§ Exercise prompt:
Write out every line below that contains "into".

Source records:
────────────────

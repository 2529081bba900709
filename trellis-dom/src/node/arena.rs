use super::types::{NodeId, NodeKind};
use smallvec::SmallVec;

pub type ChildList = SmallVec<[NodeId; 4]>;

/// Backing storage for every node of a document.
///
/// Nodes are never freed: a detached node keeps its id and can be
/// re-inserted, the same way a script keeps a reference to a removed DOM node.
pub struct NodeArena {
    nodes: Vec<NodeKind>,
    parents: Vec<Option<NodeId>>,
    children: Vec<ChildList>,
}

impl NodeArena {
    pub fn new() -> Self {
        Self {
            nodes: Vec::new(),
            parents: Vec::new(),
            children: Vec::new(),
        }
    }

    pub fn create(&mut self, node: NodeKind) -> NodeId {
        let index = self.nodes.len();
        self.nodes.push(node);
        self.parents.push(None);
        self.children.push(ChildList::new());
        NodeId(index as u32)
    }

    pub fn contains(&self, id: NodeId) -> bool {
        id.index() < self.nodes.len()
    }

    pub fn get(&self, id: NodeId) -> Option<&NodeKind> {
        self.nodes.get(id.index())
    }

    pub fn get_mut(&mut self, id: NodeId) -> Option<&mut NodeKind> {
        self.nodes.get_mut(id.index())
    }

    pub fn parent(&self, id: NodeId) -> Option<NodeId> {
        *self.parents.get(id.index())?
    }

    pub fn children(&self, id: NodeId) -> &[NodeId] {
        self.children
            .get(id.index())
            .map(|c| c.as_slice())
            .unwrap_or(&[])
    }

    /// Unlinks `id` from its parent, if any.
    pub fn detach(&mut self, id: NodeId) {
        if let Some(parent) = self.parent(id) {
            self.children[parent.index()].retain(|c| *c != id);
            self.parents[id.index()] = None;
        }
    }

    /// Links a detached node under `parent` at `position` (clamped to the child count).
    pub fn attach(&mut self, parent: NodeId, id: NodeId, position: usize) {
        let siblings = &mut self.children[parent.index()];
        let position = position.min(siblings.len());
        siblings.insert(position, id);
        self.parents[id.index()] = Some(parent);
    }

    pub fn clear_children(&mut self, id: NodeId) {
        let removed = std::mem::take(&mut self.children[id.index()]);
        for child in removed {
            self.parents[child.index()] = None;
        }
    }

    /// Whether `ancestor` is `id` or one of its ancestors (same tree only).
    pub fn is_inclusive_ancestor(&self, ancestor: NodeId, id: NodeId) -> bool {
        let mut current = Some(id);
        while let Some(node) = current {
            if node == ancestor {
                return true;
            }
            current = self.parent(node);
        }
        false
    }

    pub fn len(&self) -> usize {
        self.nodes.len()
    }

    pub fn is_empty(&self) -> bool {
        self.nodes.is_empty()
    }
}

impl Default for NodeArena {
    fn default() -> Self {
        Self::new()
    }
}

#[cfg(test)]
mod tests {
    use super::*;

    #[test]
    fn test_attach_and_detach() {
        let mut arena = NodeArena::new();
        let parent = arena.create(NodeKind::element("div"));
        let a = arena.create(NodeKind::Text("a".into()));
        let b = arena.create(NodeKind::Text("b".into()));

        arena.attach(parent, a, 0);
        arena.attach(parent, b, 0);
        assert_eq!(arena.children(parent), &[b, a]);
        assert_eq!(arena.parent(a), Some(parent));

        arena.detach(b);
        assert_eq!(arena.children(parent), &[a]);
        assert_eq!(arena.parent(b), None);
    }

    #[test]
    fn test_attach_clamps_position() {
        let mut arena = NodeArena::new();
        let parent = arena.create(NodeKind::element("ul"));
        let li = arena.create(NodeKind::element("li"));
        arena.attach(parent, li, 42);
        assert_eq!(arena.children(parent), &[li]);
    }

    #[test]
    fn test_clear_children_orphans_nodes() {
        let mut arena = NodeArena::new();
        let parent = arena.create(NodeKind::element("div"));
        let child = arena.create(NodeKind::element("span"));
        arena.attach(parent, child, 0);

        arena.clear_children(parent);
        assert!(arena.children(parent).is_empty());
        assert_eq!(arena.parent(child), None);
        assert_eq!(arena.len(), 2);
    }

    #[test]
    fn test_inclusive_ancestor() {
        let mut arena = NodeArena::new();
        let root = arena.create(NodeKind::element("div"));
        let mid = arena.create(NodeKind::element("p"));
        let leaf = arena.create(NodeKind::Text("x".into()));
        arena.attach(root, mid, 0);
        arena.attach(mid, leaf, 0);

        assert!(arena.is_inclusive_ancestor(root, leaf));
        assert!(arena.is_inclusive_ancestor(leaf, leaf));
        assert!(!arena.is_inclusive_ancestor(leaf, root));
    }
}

────────────────

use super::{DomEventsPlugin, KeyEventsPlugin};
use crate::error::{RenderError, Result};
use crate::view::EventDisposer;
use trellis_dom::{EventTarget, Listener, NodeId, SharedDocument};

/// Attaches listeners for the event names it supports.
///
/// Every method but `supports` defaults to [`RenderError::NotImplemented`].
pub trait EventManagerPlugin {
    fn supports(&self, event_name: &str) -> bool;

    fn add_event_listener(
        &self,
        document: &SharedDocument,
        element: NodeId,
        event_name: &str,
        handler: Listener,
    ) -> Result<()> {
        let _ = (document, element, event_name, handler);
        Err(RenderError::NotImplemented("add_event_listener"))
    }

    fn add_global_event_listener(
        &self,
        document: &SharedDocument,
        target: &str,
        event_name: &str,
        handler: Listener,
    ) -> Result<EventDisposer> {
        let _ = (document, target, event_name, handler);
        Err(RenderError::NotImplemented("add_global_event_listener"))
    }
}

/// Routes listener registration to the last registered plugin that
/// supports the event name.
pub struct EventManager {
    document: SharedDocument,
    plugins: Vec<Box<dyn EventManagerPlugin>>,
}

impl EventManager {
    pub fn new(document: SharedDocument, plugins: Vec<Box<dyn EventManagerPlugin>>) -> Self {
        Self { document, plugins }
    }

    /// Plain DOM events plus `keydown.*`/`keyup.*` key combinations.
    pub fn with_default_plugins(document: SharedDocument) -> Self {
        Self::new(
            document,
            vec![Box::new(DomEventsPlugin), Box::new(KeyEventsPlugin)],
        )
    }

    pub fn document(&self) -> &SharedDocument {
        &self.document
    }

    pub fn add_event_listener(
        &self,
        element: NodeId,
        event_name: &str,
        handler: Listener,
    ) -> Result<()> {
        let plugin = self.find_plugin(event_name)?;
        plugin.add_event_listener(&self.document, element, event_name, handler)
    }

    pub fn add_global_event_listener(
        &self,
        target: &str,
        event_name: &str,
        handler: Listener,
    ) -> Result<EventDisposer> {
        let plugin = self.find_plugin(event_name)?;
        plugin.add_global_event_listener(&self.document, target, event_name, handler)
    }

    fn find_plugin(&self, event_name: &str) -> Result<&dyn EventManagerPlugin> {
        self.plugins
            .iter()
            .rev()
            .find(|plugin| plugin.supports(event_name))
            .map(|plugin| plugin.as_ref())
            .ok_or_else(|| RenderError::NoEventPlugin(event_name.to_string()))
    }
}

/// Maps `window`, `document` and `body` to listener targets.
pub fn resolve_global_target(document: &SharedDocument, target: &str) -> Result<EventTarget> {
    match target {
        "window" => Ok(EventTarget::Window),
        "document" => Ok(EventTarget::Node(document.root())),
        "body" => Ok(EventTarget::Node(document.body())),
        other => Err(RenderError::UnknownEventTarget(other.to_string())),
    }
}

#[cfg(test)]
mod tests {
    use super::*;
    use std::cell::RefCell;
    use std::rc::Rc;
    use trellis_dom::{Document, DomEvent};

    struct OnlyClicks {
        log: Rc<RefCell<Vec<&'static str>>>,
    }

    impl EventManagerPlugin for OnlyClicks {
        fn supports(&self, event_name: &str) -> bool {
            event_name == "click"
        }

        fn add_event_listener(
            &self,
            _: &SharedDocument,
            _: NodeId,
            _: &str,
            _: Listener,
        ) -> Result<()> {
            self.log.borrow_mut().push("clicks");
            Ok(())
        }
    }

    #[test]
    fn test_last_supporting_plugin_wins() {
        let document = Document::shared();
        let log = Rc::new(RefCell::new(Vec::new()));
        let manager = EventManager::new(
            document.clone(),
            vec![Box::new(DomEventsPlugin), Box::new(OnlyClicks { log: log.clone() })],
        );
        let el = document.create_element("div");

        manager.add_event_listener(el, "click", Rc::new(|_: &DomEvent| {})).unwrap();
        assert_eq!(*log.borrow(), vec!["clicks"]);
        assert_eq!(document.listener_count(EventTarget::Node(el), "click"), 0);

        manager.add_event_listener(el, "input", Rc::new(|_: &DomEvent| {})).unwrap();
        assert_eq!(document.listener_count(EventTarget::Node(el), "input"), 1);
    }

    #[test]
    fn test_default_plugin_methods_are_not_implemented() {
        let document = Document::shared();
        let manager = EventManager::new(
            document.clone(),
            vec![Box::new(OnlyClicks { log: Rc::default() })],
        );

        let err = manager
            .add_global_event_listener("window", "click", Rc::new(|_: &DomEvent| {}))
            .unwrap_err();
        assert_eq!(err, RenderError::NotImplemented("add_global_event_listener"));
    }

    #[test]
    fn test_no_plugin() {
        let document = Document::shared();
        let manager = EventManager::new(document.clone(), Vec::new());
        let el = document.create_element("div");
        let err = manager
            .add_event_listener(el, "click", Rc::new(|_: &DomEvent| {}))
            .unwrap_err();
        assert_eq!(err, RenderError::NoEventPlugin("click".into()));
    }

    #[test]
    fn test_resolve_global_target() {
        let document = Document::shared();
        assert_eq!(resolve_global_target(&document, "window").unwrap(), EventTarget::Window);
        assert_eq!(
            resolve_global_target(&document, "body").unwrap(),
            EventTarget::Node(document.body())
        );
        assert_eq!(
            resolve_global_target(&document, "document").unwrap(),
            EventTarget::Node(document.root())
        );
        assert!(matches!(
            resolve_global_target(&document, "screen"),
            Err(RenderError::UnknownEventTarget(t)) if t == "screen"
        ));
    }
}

────────────────

§ Exercise answer:
        let a = arena.create(NodeKind::Text("a".into()));
        let b = arena.create(NodeKind::Text("b".into()));
        let leaf = arena.create(NodeKind::Text("x".into()));
        assert_eq!(err, RenderError::NoEventPlugin("click".into()));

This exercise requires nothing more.